Texto: Enio de Alencar Pinto

Um choque de cores sobre o preto raso, tão raso que  aflora todos os pretos. As cores tornam-se formas e as formas, na verdade, são seres derramados de um falso azul do desejo de ser o que não é. Os seres de todas as cores são infinitos animados, mutantes para sempre, jamais se prenderão à tela.Transformam-se em monstros e medos, eu sei, ah como sei, brotaram do preto raso.

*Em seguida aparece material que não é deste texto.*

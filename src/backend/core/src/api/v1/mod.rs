//! V1 API module: timelines, playback cursors and activity summaries.

pub mod routes;

pub use routes::{paths, v1_router, V1_PREFIX};
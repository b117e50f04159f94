//! Database layer.
//!
//! Uses PostgreSQL with sqlx. Each event table stores the original record as
//! a JSONB document next to the columns used for lookup and ordering.

use async_trait::async_trait;
use serde_json::Value;
use sqlx::{postgres::PgPoolOptions, PgPool};
use tracing::{debug, info};

use crate::config::DatabaseConfig;
use crate::error::{ErrorCode, Result, TrailError};
use crate::events::{EventSource, SourceQuery};
use crate::identity::ExerciseIdentity;

/// Database connection pool.
#[derive(Clone)]
pub struct Database {
    pool: PgPool,
}

impl Database {
    /// Create a new connection pool.
    pub async fn connect(config: &DatabaseConfig) -> Result<Self> {
        let url = config.url.as_deref().ok_or_else(|| {
            TrailError::new(ErrorCode::MissingConfiguration, "database.url is not set")
        })?;

        let pool = PgPoolOptions::new()
            .max_connections(config.max_connections)
            .min_connections(config.min_connections)
            .acquire_timeout(config.acquire_timeout)
            .connect(url)
            .await
            .map_err(|e| {
                TrailError::with_internal(
                    ErrorCode::DatabaseConnectionFailed,
                    "Failed to connect to the event database",
                    e.to_string(),
                )
            })?;

        info!(max_connections = config.max_connections, "Connected to event database");
        Ok(Self { pool })
    }

    pub fn from_pool(pool: PgPool) -> Self {
        Self { pool }
    }

    /// Run migrations.
    pub async fn migrate(&self) -> Result<()> {
        sqlx::migrate!("./migrations").run(&self.pool).await?;
        Ok(())
    }

    pub async fn health_check(&self) -> Result<()> {
        sqlx::query("SELECT 1").execute(&self.pool).await?;
        Ok(())
    }

    pub fn pool(&self) -> &PgPool {
        &self.pool
    }

    /// Both event sources over this pool.
    pub fn event_sources(&self, assignment_fallback: bool) -> (PgEventSource, PgEventSource) {
        (
            PgEventSource::new(self.pool.clone(), EventTable::Keystrokes)
                .with_assignment_fallback(assignment_fallback),
            PgEventSource::new(self.pool.clone(), EventTable::History)
                .with_assignment_fallback(assignment_fallback),
        )
    }
}

// ═══════════════════════════════════════════════════════════════════════════════
// Event Tables
// ═══════════════════════════════════════════════════════════════════════════════

/// The two event tables.
#[derive(Debug, Clone, Copy, PartialEq, Eq)]
pub enum EventTable {
    /// Fine-grained editor snapshots.
    Keystrokes,
    /// Run, submission and access actions.
    History,
}

impl EventTable {
    pub fn table(&self) -> &'static str {
        match self {
            Self::Keystrokes => "code_keystrokes",
            Self::History => "code_history",
        }
    }

    pub fn time_column(&self) -> &'static str {
        match self {
            Self::Keystrokes => "timestamp",
            Self::History => "created_at",
        }
    }

    /// Document with the time column written back into it, so records whose
    /// JSON lacks a timestamp still carry the row time.
    ///
    /// Binds: student, assignment (when scoped), alias texts, alias
    /// integers, limit. The exercise filter sits before `LIMIT`, so the
    /// limit counts matching rows only.
    fn select_sql(&self, by_assignment: bool) -> String {
        let (filter, first) = if by_assignment {
            ("user_id = $1 AND assignment_id = $2", 3)
        } else {
            ("user_id = $1", 2)
        };
        let (texts, ints, limit) = (first, first + 1, first + 2);
        format!(
            "SELECT document || jsonb_build_object('{col}', \"{col}\") AS document \
             FROM {table} WHERE {filter} AND ({exercise} OR {problem}) \
             ORDER BY \"{col}\" ASC, id ASC LIMIT ${limit}",
            col = self.time_column(),
            table = self.table(),
            filter = filter,
            exercise = reference_matches("exercise_id", texts, ints),
            problem = reference_matches("problem_index", texts, ints),
            limit = limit,
        )
    }
}

/// Loose match of one document field against the alias set: equal text, or
/// an integral number equal to an integer alias. The `CASE` keeps the cast
/// away from non-numeric values.
fn reference_matches(field: &str, texts: usize, ints: usize) -> String {
    format!(
        "(document->>'{f}' = ANY(${texts}) OR CASE WHEN document->>'{f}' ~ '^[[:space:]]*-?[0-9]+(\\.0+)?[[:space:]]*$' \
         THEN btrim(document->>'{f}')::numeric = ANY(${ints}::numeric[]) ELSE false END)",
        f = field,
        texts = texts,
        ints = ints,
    )
}

/// Text and integer forms of every alias, for the array binds.
fn alias_binds(exercise: &ExerciseIdentity) -> (Vec<String>, Vec<i64>) {
    let mut texts: Vec<String> = Vec::new();
    let mut ints: Vec<i64> = Vec::new();
    for alias in exercise.aliases() {
        let text = alias.as_text();
        if !texts.contains(&text) {
            texts.push(text);
        }
        if let Some(n) = alias.as_int().filter(|n| !ints.contains(n)) {
            ints.push(n);
        }
    }
    (texts, ints)
}

/// Event source backed by one PostgreSQL table.
#[derive(Clone)]
pub struct PgEventSource {
    pool: PgPool,
    table: EventTable,
    assignment_fallback: bool,
}

impl PgEventSource {
    pub fn new(pool: PgPool, table: EventTable) -> Self {
        Self {
            pool,
            table,
            assignment_fallback: true,
        }
    }

    /// When the assignment has no rows for the student, query by student
    /// only. Older rows were written without an assignment id.
    pub fn with_assignment_fallback(mut self, enabled: bool) -> Self {
        self.assignment_fallback = enabled;
        self
    }

    async fn has_assignment_rows(&self, query: &SourceQuery) -> Result<bool> {
        let sql = format!(
            "SELECT EXISTS(SELECT 1 FROM {} WHERE user_id = $1 AND assignment_id = $2)",
            self.table.table()
        );
        let exists: bool = sqlx::query_scalar(&sql)
            .bind(&query.student_id)
            .bind(&query.assignment_id)
            .fetch_one(&self.pool)
            .await?;
        Ok(exists)
    }
}

#[async_trait]
impl EventSource for PgEventSource {
    fn name(&self) -> &str {
        self.table.table()
    }

    async fn query(&self, query: &SourceQuery) -> Result<Vec<Value>> {
        let limit = i64::try_from(query.limit).unwrap_or(i64::MAX);
        let by_assignment = !self.assignment_fallback || self.has_assignment_rows(query).await?;

        if !by_assignment {
            debug!(
                table = self.table.table(),
                assignment_id = %query.assignment_id,
                "No rows for assignment, querying by student only"
            );
        }

        let sql = self.table.select_sql(by_assignment);
        let mut statement = sqlx::query_scalar::<_, Value>(&sql).bind(&query.student_id);
        if by_assignment {
            statement = statement.bind(&query.assignment_id);
        }
        let (texts, ints) = alias_binds(&query.exercise);
        let documents = statement
            .bind(texts)
            .bind(ints)
            .bind(limit)
            .fetch_all(&self.pool)
            .await?;
        Ok(documents)
    }
}

#[cfg(test)]
mod tests {
    use super::*;

    #[test]
    fn test_select_sql_uses_table_time_column() {
        let sql = EventTable::History.select_sql(true);
        assert!(sql.contains("FROM code_history"));
        assert!(sql.contains("ORDER BY \"created_at\" ASC"));
        assert!(sql.contains("LIMIT $5"));

        let sql = EventTable::Keystrokes.select_sql(false);
        assert!(sql.contains("WHERE user_id = $1 AND ("));
        assert!(sql.contains("LIMIT $4"));
    }

    #[test]
    fn test_exercise_filter_precedes_limit() {
        let sql = EventTable::Keystrokes.select_sql(true);
        let filter = sql.find("document->>'problem_index' = ANY($3)").unwrap();
        assert!(sql.contains("document->>'exercise_id' = ANY($3)"));
        assert!(sql.contains("::numeric = ANY($4::numeric[])"));
        assert!(filter < sql.find("LIMIT").unwrap());
    }

    #[test]
    fn test_alias_binds_cover_every_encoding() {
        let (texts, ints) = alias_binds(&ExerciseIdentity::resolve("3"));
        assert_eq!(texts, vec!["3".to_string(), "2".to_string()]);
        assert_eq!(ints, vec![3, 2]);

        let (texts, ints) = alias_binds(&ExerciseIdentity::resolve("loops"));
        assert_eq!(texts, vec!["loops".to_string()]);
        assert!(ints.is_empty());
    }
}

Uma luz suave no branco está lá, um coração que conheci há pouco, forte e sensível. Tão presente que a obra seria impossível sem o pequeno coração. Coração presente.
Mas eu conheço o artista e por isso meus olhos sempre irão procurar no preto, que afinal, acabo de lembrar, não é raso. Profundo e perturbador, assusta menos que os monstros. Pelo menos para mim.  É um portal escondendo as verdadeiras cores, a explosão da criação.

o coração de marcia
“O coração de Marcia”
acrílico sobre tela
2,5m x 1,5m
2015
Sou um humanoide ansioso por descobrir minhas origens e destinos. Sou um ser ambíguo, dual e controverso. Quero partir, mas ficar. Sou apenas um artista, um ser criador de seres.